As soon as the thought crosses my mind, she picks up her backpack and begins to storm off. I reach out and pull her to a stop. “Where are you going?” It’s obvious she’s pissed and I hope her intentions aren’t to report me.

She rolls her eyes and sighs. “I get it, Will,” she says. “I get it. I’ll leave you alone before your girlfriend sees us.” She pulls her arm out of my grasp and turns away from me.

“Girlfr—no. No, Lake. I don’t think you do get it.” I wait for her to process what’s happening. I would just come out and say it, but I can’t. I don’t think I could say it out loud if I wanted to.

The sound of footsteps closing in on us diverts her attention away from me.
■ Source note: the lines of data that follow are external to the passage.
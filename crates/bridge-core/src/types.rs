//! Core identifier and state types shared across the bridge.

use std::fmt;

use uuid::Uuid;

/// Opaque identifier for one bridged media session.
#[derive(Debug, Clone, PartialEq, Eq, Hash, PartialOrd, Ord)]
pub struct SessionId(String);

impl SessionId {
    /// Generate a fresh random session identifier.
    pub fn new() -> Self {
        Self(format!("session-{}", Uuid::new_v4()))
    }

    /// Create a session identifier from an existing name (useful in tests
    /// and when the caller already has a correlation id).
    pub fn from_name(name: impl Into<String>) -> Self {
        Self(name.into())
    }

    pub fn as_str(&self) -> &str {
        &self.0
    }
}

impl Default for SessionId {
    fn default() -> Self {
        Self::new()
    }
}

impl fmt::Display for SessionId {
    fn fmt(&self, f: &mut fmt::Formatter<'_>) -> fmt::Result {
        f.write_str(&self.0)
    }
}

/// The (video, audio) UDP port tuple allocated for a session.
///
/// Both ports are non-zero once assigned and immutable afterwards.
#[derive(Debug, Clone, Copy, PartialEq, Eq, Hash)]
pub struct PortPair {
    /// Port the video RTP stream is received on.
    pub video: u16,
    /// Port the audio RTP stream is received on.
    pub audio: u16,
}

impl PortPair {
    /// Port carrying the given media kind.
    pub fn port(&self, kind: MediaKind) -> u16 {
        match kind {
            MediaKind::Video => self.video,
            MediaKind::Audio => self.audio,
        }
    }
}

impl fmt::Display for PortPair {
    fn fmt(&self, f: &mut fmt::Formatter<'_>) -> fmt::Result {
        write!(f, "(video: {}, audio: {})", self.video, self.audio)
    }
}

/// Media type carried by a stream within a session.
#[derive(Debug, Clone, Copy, PartialEq, Eq, Hash)]
pub enum MediaKind {
    Video,
    Audio,
}

/// Lifecycle state of a bridged session.
///
/// Transitions are strictly forward:
/// `Created -> PortsAssigned -> Active -> Closing -> Closed`.
/// `Closed` is terminal; operations against a closed session fail with
/// [`crate::Error::SessionClosed`].
#[derive(Debug, Clone, Copy, PartialEq, Eq)]
pub enum SessionState {
    /// Session exists but no ports are allocated yet.
    Created,
    /// Port pair allocated and announced; no packet relayed yet.
    PortsAssigned,
    /// At least one packet has been relayed.
    Active,
    /// Teardown started; no new packets are accepted.
    Closing,
    /// Teardown finished; terminal.
    Closed,
}

impl SessionState {
    /// Whether the session may still relay packets.
    pub fn can_relay(&self) -> bool {
        matches!(self, SessionState::PortsAssigned | SessionState::Active)
    }

    /// Whether teardown has started or finished.
    pub fn is_terminating(&self) -> bool {
        matches!(self, SessionState::Closing | SessionState::Closed)
    }
}

impl fmt::Display for SessionState {
    fn fmt(&self, f: &mut fmt::Formatter<'_>) -> fmt::Result {
        let s = match self {
            SessionState::Created => "Created",
            SessionState::PortsAssigned => "PortsAssigned",
            SessionState::Active => "Active",
            SessionState::Closing => "Closing",
            SessionState::Closed => "Closed",
        };
        f.write_str(s)
    }
}
//! Events emitted by the bridge.
//!
//! Events flow over an unbounded channel whose receiver the bridge owner
//! takes once. They are observability only: no component waits on them,
//! and a full or dropped receiver never blocks the data path.

use crate::relay::DropReason;
use crate::types::{PortPair, SessionId};

/// Events emitted by the bridge and its per-session pumps.
#[derive(Debug, Clone)]
pub enum BridgeEvent {
    /// A session was created in the registry.
    SessionCreated { session_id: SessionId },
    /// A port pair was allocated and announced for a session.
    PortsAssigned {
        session_id: SessionId,
        ports: PortPair,
    },
    /// First packet relayed; the session is now active.
    SessionActive { session_id: SessionId },
    /// Teardown finished; the session is gone from the registry.
    SessionClosed { session_id: SessionId },
    /// One packet was relayed to the input handler.
    PacketRelayed { session_id: SessionId, bytes: usize },
    /// One packet was dropped before dispatch.
    PacketDropped {
        session_id: SessionId,
        reason: DropReason,
    },
    /// A gap in inbound sequence numbers was observed (reported, not fatal).
    SequenceGap {
        session_id: SessionId,
        expected: u16,
        got: u16,
    },
    /// A registered handler panicked during dispatch.
    HandlerPanicked { session_id: SessionId },
    /// The transport under a session's pump failed; the session closes.
    TransportFailed {
        session_id: SessionId,
        error: String,
    },
}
Javier suddenly rounds the corner and comes to a quick stop when he sees me in the hallway.

“Oh, man, I thought I was late,” he says.

If Lake hasn’t figured it all out by now, she’s about to.

“You are late, Javier,” I reply. I open the door to my classroom and wave him inside. “Javi, I’ll be there in a few minutes. Let the class know they have five minutes to review before the exam.” I slowly close the door behind me and look down at the floor. I can’t look at her. I don’t think my heart can take what she’s about to feel. There’s a brief moment of silence before she quietly gasps. I raise my eyes to hers and the disappointment on her face tears my heart in two. She gets it now.

“Will,” she whispers painfully. “Please don’t tell me . . .”

Her voice is weak and she tilts her head slightly to the side, slowly shaking her head back and forth. She isn’t angry. She’s hurt. I’d almost rather her be pissed right now than feel the way she’s feeling. I look up at the ceiling and rub my hands over my face in an attempt not to punch the damn wall. How could I be so stupid? Why wasn’t my profession the first thing I thought to share with her? Why did I not see this as a possibility? I continue to pace, hoping beyond all hope that I’m the one not getting it. When I reach the lockers in front of me, I tap my head against them, silently cursing myself. I’ve really screwed it up this time. For both of us. I drop my hands and reluctantly roll around to face her.